Taking accountability for operational resilience

The operational resilience of the financial services sector, and particularly the banking sector, has rarely been out of the news in recent years. How are senior industry leaders feeling as yet another operational failure hits the front pages? What is clear is that the impact of outages on consumers means industry, regulators and other policy makers are increasingly prioritising the topic.

At the heart of the regulators’ philosophy on operational resilience is a view that boards are responsible for ensuring the resiliency of their institutions but that senior individuals, in the form of senior manager function 24 (SMF24) should also be held to account for operational failings. The SMF24 has been in force as part of the Senior Managers & Certification Regime (SM&CR) for over a year now, so what impact is it having on the way firms manage operational resilience? How are firms approaching the role? What are the broader governance challenges around operational resilience? Below we set out some of our thoughts on these key questions based on our experience in working with banks and a recent roundtable we hosted with SMF24s for a number of leading financial institutions.

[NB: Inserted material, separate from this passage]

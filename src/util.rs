//! Shared utility modules used across Glaive components.

pub mod levenshtein;
pub mod numeric;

SMF24s have ‘responsibility for managing the internal operations and technology of a firm’. The scope of the role is clearly very broad and we know that many SMF24s find the potential scale of the issues they could be held to account for daunting. But our view is that the introduction of the role has had a positive impact in driving a greater focus on operational resilience across the banking sector.  

While the impact of the role has been positive, SMF24s on their own will not be able to solve the problem. For firms to reach the level of resilience the regulators, customers, society and they themselves seek to achieve will require a concerted effort by all, from the boardroom down. The BoE/FCA Discussion Paper from July 2018 makes clear the importance of governance in addressing operational resilience and with a consultation paper expected to follow later this year broader governance is likely to remain a key theme for the regulators in the context of operational resilience.

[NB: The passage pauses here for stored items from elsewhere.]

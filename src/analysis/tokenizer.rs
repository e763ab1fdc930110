//! Tokenizer implementations.
//!
//! - [`UnicodeWordTokenizer`] - splits on Unicode word boundaries (UAX #29)
//! - [`WhitespaceTokenizer`] - splits on whitespace
//! - [`WholeTokenizer`] - emits the whole input as a single token

use unicode_segmentation::UnicodeSegmentation;

use crate::analysis::token::{Token, TokenStream};
use crate::error::Result;

/// Trait for tokenizers that convert text into tokens.
pub trait Tokenizer: Send + Sync {
    /// Tokenize the given text.
    fn tokenize(&self, text: &str) -> Result<TokenStream>;

    /// Get the name of this tokenizer.
    fn name(&self) -> &'static str;
}

/// A tokenizer that splits text on Unicode word boundaries.
///
/// Punctuation and whitespace segments are dropped.
#[derive(Clone, Debug, Default)]
pub struct UnicodeWordTokenizer;

impl UnicodeWordTokenizer {
    /// Create a new Unicode word tokenizer.
    pub fn new() -> Self {
        UnicodeWordTokenizer
    }
}

impl Tokenizer for UnicodeWordTokenizer {
    fn tokenize(&self, text: &str) -> Result<TokenStream> {
        let tokens: Vec<Token> = text
            .unicode_word_indices()
            .enumerate()
            .map(|(i, (start, word))| Token::with_offsets(word, i + 1, start, start + word.len()))
            .collect();

        Ok(Box::new(tokens.into_iter()))
    }

    fn name(&self) -> &'static str {
        "unicode_word"
    }
}

/// A tokenizer that splits text on whitespace.
#[derive(Clone, Debug, Default)]
pub struct WhitespaceTokenizer;

impl WhitespaceTokenizer {
    /// Create a new whitespace tokenizer.
    pub fn new() -> Self {
        WhitespaceTokenizer
    }
}

impl Tokenizer for WhitespaceTokenizer {
    fn tokenize(&self, text: &str) -> Result<TokenStream> {
        let mut tokens = Vec::new();
        let mut start: Option<usize> = None;

        for (offset, ch) in text.char_indices() {
            match (ch.is_whitespace(), start) {
                (true, Some(s)) => {
                    tokens.push(Token::with_offsets(&text[s..offset], tokens.len() + 1, s, offset));
                    start = None;
                }
                (false, None) => start = Some(offset),
                _ => {}
            }
        }
        if let Some(s) = start {
            tokens.push(Token::with_offsets(&text[s..], tokens.len() + 1, s, text.len()));
        }

        Ok(Box::new(tokens.into_iter()))
    }

    fn name(&self) -> &'static str {
        "whitespace"
    }
}

/// A tokenizer that treats the entire input as one token.
#[derive(Clone, Debug, Default)]
pub struct WholeTokenizer;

impl WholeTokenizer {
    /// Create a new whole tokenizer.
    pub fn new() -> Self {
        WholeTokenizer
    }
}

impl Tokenizer for WholeTokenizer {
    fn tokenize(&self, text: &str) -> Result<TokenStream> {
        if text.is_empty() {
            return Ok(Box::new(std::iter::empty()));
        }
        let token = Token::with_offsets(text, 1, 0, text.len());
        Ok(Box::new(std::iter::once(token)))
    }

    fn name(&self) -> &'static str {
        "whole"
    }
}

#[cfg(test)]
mod tests {
    use super::*;

    #[test]
    fn test_unicode_word_tokenizer() {
        let tokens: Vec<Token> = UnicodeWordTokenizer::new()
            .tokenize("Hello, world! café")
            .unwrap()
            .collect();

        assert_eq!(tokens.len(), 3);
        assert_eq!(tokens[0].text, "Hello");
        assert_eq!(tokens[0].position, 1);
        assert_eq!(tokens[1].text, "world");
        assert_eq!(tokens[1].start_offset, 7);
        assert_eq!(tokens[1].end_offset, 12);
        assert_eq!(tokens[2].text, "café");
    }

    #[test]
    fn test_whitespace_tokenizer() {
        let tokens: Vec<Token> = WhitespaceTokenizer::new()
            .tokenize("  foo-bar  baz ")
            .unwrap()
            .collect();

        assert_eq!(tokens.len(), 2);
        assert_eq!(tokens[0].text, "foo-bar");
        assert_eq!(tokens[0].start_offset, 2);
        assert_eq!(tokens[1].text, "baz");
        assert_eq!(tokens[1].position, 2);
    }

    #[test]
    fn test_whole_tokenizer() {
        let tokens: Vec<Token> = WholeTokenizer::new()
            .tokenize("New York")
            .unwrap()
            .collect();
        assert_eq!(tokens, vec![Token::with_offsets("New York", 1, 0, 8)]);

        assert_eq!(WholeTokenizer::new().tokenize("").unwrap().count(), 0);
    }
}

The SMF 24 is unusual in that it was introduced into the SM&CR after the regime came into force and is the only role that may be split (rather than shared). Where the SMF24 is split, the PRA does not expect it to be split among more than three individuals. 

The majority of firms have chosen to split the role- typically between the Chief Operating Officer (COO) and a Chief Information Officer (CIO) with overall responsibility for its internal operations and technology being assigned respectively. In light of the breadth of the responsibilities assigned to SMF24s splitting it is perhaps necessary, but splitting the role does give rise to some important questions in our interactions with our clients. For example does the fact that a COO may sit on the firm’s board but a CIO not, create a hierarchy of SMFs? Does a split between COO and CIO reinforce a silo between technology and ‘the business’? Are SMF24s able to ensure a firm’s strategy is properly informed by operational resilience considerations, particularly where strategic decisions may be made outside of the UK? In the event of a failure who will be held to account by the regulators?

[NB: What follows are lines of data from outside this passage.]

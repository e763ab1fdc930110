use crate::engine::{DocNum, IndexReader};
use crate::error::Result;
use crate::search::searcher::DocIdSearcher;
use crate::search::{DocumentMatch, Searcher};

/// Matches every live document.
#[derive(Debug)]
pub struct MatchAllSearcher {
    inner: DocIdSearcher,
}

impl MatchAllSearcher {
    pub fn new(reader: &dyn IndexReader, boost: f64, explain: bool) -> Self {
        MatchAllSearcher {
            inner: DocIdSearcher::from_numbers(reader.doc_numbers(), boost, explain),
        }
    }
}

impl Searcher for MatchAllSearcher {
    fn next(&mut self) -> Result<Option<DocumentMatch>> {
        self.inner.next()
    }

    fn advance(&mut self, target: DocNum) -> Result<Option<DocumentMatch>> {
        self.inner.advance(target)
    }

    fn count(&self) -> u64 {
        self.inner.count()
    }
}

/// Matches nothing.
#[derive(Debug, Default)]
pub struct MatchNoneSearcher;

impl MatchNoneSearcher {
    pub fn new() -> Self {
        MatchNoneSearcher
    }
}

impl Searcher for MatchNoneSearcher {
    fn next(&mut self) -> Result<Option<DocumentMatch>> {
        Ok(None)
    }

    fn advance(&mut self, _target: DocNum) -> Result<Option<DocumentMatch>> {
        Ok(None)
    }

    fn count(&self) -> u64 {
        0
    }
}
//! Mapping engine: turns client value trees into typed documents.
//!
//! An [`IndexMapping`] picks a [`DocumentMapping`] per document type and walks
//! the value tree, emitting [`Field`](crate::document::Field)s according to
//! explicit [`FieldMapping`]s or, where the enclosing mapping is dynamic, by
//! inferring a field type from the value.

pub mod document;
pub mod field;
pub mod index;
pub mod path;

pub use document::DocumentMapping;
pub use field::{FieldMapping, FieldType};
pub use index::{Classifier, IndexMapping};
pub use path::{decode_path, encode_path};

/// Field on a value whose string content names its document type.
pub const DEFAULT_TYPE_FIELD: &str = "_type";

/// Type used when no type can be determined.
pub const DEFAULT_TYPE: &str = "_default";

/// Analyzer used when neither the field nor any enclosing mapping names one.
pub const DEFAULT_ANALYZER: &str = "standard";

/// Parser used for dynamic date detection and date range queries.
pub const DEFAULT_DATETIME_PARSER: &str = "datetime_optional";

/// Field searched by queries that do not name one.
pub const DEFAULT_FIELD: &str = "_all";

/// Converter used by [`IndexMapping::map_bytes`].
pub const DEFAULT_BYTE_ARRAY_CONVERTER: &str = "json";

/// Reserved internal key holding the serialized index mapping.
pub const MAPPING_INTERNAL_KEY: &[u8] = b"_mapping";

What is clear is that for the renewed focus on operational resilience to have the required effect in firms senior leaders throughout the business need to embrace  the philosophy of operational resilience and embed it in the processes that support them in delivering their commercial goals. Firms should ensure that accountability for operational resilience sits not just with SMF24 holders but also other key senior individuals throughout the firm, including those captured by the certification regime. In our discussions with firms we often find there are broader challenges in ensuring governance oversight of operational resilience. These include; ensuring adequate management information on key risks, getting the right skills and experience on boards and ensuring an understanding of the end to end processes which are required to deliver services.  

It is inevitable that as a new requirement, such as SMF24, beds in that there will be questions around how it functions, but 15 months after its introduction our view is that the regulators made the right choice in bringing it into the regime. With the SM&CR applying to insurers from December 2018, the rest of the financial sector from the end of 2019 and the PRA’s SM&CR rules to EEA bank branches after Brexit, a much broader set of financial institutions and individuals will have to apply the requirement in future. For these firms, important lessons can be learnt from the experiences of the banks since late 2017.  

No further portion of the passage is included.